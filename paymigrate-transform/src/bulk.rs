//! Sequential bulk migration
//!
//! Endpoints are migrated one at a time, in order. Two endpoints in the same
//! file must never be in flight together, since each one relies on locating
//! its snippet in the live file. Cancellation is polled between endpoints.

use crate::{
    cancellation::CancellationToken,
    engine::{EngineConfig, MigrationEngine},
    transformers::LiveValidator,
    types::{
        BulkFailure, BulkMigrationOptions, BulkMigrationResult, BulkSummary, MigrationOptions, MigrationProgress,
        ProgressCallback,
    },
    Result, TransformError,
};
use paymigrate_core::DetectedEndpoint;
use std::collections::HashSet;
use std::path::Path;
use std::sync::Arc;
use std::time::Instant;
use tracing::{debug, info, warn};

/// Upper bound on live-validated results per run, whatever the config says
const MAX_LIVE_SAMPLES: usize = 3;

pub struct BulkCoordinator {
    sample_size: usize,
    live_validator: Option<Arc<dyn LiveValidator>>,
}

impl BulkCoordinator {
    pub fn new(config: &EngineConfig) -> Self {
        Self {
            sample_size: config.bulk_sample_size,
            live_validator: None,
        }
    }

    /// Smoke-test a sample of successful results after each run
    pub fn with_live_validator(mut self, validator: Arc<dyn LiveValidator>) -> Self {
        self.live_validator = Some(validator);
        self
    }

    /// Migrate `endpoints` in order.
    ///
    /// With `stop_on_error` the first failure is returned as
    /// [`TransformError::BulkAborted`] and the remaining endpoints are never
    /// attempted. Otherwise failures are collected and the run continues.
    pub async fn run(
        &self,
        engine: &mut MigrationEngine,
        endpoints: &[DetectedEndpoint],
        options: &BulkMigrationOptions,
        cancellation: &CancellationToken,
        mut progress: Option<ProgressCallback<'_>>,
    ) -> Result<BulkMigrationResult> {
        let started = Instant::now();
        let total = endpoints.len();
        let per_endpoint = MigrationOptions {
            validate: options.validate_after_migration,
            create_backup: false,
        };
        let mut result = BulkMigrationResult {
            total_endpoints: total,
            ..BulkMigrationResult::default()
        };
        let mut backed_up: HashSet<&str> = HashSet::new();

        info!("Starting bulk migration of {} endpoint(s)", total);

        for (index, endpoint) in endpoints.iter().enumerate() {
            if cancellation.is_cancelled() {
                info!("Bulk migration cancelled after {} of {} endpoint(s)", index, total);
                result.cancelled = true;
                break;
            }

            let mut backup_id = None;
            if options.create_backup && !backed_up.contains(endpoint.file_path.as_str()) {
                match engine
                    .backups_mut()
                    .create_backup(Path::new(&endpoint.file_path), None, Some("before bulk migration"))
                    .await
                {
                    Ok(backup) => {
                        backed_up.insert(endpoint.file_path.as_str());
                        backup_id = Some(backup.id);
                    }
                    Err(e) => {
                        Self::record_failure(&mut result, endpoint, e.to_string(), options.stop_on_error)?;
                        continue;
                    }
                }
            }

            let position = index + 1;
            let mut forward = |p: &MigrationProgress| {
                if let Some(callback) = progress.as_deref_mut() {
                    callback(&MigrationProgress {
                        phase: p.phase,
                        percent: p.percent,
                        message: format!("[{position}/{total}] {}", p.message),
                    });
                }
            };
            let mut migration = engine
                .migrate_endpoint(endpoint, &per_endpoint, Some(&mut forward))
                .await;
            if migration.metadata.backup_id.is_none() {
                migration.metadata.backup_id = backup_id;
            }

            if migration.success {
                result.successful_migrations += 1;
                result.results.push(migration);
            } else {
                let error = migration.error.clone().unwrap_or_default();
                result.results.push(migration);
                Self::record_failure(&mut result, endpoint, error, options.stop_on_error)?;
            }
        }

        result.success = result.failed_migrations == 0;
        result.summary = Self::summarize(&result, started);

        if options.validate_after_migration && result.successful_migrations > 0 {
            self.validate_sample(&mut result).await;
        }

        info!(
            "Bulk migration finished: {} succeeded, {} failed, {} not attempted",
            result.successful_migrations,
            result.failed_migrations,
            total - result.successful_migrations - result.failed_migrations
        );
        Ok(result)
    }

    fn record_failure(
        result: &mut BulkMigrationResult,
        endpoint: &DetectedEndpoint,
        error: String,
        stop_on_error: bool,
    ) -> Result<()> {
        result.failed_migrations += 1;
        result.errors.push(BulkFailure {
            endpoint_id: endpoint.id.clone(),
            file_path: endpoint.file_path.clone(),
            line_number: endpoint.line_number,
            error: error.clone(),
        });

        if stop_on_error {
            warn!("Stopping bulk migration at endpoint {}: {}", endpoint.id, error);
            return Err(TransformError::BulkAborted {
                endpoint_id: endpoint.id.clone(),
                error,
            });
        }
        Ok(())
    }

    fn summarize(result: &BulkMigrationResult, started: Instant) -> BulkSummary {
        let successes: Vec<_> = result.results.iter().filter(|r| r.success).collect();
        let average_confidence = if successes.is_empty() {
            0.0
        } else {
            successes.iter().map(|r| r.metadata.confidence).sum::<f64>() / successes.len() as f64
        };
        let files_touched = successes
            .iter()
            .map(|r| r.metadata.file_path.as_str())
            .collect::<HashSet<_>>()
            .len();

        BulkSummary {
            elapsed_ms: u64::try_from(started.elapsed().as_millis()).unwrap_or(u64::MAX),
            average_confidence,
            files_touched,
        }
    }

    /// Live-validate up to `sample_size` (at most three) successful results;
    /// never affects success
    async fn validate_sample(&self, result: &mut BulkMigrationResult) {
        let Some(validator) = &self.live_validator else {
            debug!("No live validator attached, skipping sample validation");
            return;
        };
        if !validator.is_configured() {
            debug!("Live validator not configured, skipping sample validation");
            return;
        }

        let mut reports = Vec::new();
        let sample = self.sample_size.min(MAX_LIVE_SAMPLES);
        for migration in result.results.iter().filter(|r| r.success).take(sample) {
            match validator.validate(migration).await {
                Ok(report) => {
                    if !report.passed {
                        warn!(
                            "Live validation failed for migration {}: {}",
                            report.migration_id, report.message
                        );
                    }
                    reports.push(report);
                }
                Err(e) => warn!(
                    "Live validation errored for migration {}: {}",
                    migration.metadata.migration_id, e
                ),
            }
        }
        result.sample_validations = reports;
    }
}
==
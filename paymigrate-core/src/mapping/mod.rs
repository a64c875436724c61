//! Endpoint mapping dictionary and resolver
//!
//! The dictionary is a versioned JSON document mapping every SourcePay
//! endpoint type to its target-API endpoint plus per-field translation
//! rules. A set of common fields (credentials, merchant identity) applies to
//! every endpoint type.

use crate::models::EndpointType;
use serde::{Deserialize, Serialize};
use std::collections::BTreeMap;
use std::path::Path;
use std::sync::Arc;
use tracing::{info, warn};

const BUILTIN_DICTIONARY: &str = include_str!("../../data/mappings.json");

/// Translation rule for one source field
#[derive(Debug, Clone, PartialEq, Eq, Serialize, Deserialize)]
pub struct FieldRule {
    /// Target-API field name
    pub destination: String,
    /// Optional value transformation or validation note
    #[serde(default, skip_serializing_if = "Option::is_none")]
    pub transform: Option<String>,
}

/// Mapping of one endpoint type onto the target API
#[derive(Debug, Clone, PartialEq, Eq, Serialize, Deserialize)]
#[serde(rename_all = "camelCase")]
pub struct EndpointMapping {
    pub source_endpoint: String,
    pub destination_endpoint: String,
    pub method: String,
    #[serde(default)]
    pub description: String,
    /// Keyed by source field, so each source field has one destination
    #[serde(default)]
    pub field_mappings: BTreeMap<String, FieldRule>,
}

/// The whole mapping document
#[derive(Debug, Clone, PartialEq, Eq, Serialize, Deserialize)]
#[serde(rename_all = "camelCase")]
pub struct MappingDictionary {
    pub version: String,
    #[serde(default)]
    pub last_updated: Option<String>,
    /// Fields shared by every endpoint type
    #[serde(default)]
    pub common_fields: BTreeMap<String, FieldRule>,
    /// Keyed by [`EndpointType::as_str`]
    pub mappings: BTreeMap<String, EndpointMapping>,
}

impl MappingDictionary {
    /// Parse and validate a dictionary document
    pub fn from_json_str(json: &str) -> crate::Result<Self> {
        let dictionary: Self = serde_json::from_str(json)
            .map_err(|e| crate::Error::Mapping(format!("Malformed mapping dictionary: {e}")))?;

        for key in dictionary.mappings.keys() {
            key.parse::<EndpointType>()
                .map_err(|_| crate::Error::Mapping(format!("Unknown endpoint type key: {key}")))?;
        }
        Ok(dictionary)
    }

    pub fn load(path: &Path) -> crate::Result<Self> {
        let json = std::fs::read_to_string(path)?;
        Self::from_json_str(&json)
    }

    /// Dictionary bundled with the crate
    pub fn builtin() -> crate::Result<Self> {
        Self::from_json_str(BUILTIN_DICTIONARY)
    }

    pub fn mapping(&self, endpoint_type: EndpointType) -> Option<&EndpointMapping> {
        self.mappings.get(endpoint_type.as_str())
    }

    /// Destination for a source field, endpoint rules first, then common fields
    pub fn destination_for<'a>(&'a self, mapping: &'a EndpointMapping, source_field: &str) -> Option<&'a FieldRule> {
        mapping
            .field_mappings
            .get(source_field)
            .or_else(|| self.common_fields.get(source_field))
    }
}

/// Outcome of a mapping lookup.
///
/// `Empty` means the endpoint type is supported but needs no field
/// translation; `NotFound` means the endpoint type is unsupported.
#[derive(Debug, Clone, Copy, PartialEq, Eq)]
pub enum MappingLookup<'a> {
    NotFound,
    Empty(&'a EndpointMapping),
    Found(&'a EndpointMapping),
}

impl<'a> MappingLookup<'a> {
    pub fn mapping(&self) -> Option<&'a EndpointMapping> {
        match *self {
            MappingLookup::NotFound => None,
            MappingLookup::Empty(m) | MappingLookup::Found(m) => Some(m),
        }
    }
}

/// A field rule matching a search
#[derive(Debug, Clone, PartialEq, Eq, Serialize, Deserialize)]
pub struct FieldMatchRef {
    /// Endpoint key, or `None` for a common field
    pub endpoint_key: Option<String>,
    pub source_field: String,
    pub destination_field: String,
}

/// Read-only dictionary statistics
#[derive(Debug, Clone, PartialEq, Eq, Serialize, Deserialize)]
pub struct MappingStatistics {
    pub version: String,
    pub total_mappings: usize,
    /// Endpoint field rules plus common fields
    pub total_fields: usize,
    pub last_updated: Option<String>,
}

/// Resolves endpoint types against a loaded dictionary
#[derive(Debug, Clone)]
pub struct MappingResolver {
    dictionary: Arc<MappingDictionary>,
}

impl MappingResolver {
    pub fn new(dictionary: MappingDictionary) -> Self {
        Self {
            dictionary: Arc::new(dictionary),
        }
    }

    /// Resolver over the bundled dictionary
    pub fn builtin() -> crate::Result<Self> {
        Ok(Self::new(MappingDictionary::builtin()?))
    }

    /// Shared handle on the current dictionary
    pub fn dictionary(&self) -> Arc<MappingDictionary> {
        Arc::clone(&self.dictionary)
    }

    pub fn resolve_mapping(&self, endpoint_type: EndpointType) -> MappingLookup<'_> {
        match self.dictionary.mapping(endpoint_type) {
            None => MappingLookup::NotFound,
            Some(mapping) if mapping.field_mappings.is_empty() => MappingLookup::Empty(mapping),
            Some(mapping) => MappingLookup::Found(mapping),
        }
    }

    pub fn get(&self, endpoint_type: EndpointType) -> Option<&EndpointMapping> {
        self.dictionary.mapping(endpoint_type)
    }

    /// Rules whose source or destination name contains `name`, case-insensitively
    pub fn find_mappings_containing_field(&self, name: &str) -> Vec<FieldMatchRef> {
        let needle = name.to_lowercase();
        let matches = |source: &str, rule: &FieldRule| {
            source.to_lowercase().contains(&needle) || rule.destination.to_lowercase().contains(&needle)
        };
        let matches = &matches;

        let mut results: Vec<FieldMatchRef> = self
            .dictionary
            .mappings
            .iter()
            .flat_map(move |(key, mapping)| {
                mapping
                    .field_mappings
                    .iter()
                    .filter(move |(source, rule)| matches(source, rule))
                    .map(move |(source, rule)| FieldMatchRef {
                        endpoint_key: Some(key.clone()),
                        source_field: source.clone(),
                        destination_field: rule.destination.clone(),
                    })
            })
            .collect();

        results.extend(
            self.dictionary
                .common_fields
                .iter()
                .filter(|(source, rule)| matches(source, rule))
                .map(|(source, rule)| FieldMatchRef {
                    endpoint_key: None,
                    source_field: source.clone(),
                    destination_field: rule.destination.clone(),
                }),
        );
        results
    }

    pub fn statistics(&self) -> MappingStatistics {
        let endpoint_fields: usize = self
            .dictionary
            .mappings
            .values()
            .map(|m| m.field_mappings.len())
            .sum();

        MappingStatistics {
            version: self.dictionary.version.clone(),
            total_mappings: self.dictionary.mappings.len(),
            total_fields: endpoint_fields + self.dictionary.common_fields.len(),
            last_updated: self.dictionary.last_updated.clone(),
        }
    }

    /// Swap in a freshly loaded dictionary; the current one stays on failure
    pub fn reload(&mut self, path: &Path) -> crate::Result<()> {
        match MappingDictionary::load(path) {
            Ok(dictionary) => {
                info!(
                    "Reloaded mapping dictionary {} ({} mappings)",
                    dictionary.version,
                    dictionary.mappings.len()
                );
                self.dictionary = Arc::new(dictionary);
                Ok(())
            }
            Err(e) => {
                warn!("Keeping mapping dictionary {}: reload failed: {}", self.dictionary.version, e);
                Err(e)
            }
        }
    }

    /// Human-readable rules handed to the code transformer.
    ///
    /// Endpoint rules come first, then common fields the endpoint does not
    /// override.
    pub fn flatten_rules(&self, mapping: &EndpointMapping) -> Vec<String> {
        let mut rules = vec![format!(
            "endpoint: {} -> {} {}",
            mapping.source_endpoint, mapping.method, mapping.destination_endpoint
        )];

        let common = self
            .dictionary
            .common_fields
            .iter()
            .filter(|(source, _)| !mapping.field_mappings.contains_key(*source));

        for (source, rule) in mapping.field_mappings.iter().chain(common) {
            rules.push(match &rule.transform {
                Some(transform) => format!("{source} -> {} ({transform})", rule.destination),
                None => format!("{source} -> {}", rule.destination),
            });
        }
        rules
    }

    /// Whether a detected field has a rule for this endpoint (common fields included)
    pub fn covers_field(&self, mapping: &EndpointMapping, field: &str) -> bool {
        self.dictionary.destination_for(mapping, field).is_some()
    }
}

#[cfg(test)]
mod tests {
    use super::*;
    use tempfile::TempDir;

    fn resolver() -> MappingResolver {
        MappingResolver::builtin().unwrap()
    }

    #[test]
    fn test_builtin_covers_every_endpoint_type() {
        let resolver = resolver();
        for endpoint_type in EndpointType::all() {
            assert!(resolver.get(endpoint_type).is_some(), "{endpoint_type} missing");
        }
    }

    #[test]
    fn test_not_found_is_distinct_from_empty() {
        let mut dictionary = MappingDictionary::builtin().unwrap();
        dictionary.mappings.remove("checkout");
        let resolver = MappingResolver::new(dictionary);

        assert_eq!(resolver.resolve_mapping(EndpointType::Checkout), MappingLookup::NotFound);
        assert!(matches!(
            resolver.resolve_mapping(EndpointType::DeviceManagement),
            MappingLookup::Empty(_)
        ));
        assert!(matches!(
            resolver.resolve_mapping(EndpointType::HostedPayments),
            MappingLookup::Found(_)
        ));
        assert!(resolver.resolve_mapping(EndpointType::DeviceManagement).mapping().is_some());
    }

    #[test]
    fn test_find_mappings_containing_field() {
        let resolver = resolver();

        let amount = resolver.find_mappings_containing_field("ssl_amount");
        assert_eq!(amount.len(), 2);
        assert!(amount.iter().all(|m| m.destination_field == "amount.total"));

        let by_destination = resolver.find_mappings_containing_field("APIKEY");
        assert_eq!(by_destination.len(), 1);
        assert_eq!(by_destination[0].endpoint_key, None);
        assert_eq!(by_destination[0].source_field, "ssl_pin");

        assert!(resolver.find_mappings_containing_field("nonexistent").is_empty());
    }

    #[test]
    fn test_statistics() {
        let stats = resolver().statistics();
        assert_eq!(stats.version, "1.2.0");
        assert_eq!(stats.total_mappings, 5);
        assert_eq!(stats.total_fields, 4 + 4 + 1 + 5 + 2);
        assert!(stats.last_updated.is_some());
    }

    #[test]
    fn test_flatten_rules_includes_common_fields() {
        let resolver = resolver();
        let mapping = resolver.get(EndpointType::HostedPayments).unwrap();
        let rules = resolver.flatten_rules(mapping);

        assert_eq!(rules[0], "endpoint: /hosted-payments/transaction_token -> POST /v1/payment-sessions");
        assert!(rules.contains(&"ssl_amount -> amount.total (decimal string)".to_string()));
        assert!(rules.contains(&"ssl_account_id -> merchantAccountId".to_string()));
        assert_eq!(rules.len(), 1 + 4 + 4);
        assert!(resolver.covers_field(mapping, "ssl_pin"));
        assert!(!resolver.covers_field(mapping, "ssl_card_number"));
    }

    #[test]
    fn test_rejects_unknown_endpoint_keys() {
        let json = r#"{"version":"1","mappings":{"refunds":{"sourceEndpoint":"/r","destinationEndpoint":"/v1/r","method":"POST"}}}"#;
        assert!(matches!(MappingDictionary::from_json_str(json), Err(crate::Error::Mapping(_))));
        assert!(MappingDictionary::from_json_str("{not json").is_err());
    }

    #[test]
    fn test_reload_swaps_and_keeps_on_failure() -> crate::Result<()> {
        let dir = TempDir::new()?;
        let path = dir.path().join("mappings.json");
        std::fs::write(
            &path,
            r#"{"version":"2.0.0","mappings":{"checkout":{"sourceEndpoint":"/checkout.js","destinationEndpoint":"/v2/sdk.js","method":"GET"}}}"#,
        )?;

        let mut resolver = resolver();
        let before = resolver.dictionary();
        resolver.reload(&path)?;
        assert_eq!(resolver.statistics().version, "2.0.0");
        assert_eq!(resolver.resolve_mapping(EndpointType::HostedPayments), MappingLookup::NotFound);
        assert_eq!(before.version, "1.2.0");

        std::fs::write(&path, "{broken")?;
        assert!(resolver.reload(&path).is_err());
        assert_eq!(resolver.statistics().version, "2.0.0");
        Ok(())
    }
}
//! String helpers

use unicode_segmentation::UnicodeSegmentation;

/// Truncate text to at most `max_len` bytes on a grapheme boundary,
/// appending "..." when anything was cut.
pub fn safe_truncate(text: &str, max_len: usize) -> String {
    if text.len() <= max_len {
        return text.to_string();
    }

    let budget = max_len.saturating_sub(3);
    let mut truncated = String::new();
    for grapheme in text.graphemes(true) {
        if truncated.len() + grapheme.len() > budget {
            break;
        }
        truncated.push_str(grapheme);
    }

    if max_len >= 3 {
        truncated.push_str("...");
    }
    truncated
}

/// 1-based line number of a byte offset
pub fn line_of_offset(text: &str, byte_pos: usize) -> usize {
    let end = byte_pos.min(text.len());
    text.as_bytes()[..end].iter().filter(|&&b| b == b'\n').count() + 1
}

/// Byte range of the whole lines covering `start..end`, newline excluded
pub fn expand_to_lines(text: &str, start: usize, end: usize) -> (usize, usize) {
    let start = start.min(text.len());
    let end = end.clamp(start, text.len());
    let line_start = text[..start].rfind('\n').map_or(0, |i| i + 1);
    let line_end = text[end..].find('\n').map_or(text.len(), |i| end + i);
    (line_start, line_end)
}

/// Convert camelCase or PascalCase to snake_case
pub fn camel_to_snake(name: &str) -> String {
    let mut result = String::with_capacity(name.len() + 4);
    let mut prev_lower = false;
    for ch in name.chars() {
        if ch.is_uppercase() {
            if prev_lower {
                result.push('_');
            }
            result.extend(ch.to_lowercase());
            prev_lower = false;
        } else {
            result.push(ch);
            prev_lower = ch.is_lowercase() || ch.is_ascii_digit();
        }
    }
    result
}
...
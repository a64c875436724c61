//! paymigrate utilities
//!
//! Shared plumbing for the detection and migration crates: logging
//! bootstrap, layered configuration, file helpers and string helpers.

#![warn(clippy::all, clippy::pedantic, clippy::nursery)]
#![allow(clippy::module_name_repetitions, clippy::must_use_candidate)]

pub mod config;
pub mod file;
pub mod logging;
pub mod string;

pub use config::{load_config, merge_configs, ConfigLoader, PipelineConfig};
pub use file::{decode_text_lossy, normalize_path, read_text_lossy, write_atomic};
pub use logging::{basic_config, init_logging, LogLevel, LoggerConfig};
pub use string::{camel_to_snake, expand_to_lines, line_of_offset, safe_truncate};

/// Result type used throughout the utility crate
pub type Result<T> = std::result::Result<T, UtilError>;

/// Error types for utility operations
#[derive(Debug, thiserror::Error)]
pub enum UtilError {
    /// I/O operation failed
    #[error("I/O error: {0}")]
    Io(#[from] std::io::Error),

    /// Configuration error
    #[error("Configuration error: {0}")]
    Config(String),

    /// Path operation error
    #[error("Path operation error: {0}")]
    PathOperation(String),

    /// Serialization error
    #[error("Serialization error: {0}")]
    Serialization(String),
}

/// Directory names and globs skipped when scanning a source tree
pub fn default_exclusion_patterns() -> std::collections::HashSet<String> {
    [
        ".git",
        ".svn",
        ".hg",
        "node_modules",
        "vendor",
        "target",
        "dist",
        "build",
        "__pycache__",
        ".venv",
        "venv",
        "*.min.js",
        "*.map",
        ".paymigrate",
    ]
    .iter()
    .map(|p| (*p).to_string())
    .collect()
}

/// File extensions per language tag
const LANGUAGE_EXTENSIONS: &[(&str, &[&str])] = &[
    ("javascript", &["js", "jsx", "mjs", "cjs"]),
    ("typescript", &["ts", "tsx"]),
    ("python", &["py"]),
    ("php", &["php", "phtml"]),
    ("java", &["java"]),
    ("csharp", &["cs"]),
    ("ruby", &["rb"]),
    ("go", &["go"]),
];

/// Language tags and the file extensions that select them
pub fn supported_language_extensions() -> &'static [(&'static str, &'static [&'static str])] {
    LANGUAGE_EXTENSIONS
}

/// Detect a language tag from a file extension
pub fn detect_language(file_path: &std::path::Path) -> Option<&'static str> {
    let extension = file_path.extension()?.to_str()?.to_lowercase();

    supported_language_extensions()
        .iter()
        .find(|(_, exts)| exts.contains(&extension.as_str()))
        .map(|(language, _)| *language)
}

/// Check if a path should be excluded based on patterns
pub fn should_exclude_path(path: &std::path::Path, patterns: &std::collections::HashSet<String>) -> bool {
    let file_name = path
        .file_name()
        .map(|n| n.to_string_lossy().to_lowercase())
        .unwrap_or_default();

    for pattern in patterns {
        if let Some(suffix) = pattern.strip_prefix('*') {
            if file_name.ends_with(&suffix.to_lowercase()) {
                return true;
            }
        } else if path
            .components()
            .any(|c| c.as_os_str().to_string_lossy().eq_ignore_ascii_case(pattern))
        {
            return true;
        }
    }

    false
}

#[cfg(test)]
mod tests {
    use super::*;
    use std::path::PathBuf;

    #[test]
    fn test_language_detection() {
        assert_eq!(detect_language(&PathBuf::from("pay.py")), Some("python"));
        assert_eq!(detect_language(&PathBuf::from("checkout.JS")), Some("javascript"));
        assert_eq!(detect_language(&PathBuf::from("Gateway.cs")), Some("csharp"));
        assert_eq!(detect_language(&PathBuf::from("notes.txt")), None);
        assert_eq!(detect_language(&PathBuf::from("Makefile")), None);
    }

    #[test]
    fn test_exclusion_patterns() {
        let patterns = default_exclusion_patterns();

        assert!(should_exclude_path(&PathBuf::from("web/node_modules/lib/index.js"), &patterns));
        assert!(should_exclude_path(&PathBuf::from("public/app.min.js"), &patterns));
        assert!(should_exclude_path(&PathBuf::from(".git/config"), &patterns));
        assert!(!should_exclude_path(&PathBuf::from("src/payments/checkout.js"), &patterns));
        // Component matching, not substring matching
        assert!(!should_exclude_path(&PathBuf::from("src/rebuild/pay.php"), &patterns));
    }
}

■ WORK ITEM:
Find "by every endpoint type" in the entries above and copy that whole line exactly, then each line after it through the line that contains "let dictionary: Self".

■ WRITTEN SOLUTION:
    /// Fields shared by every endpoint type
    #[serde(default)]
    pub common_fields: BTreeMap<String, FieldRule>,
    /// Keyed by [`EndpointType::as_str`]
    pub mappings: BTreeMap<String, EndpointMapping>,
}

impl MappingDictionary {
    /// Parse and validate a dictionary document
    pub fn from_json_str(json: &str) -> crate::Result<Self> {
        let dictionary: Self = serde_json::from_str(json)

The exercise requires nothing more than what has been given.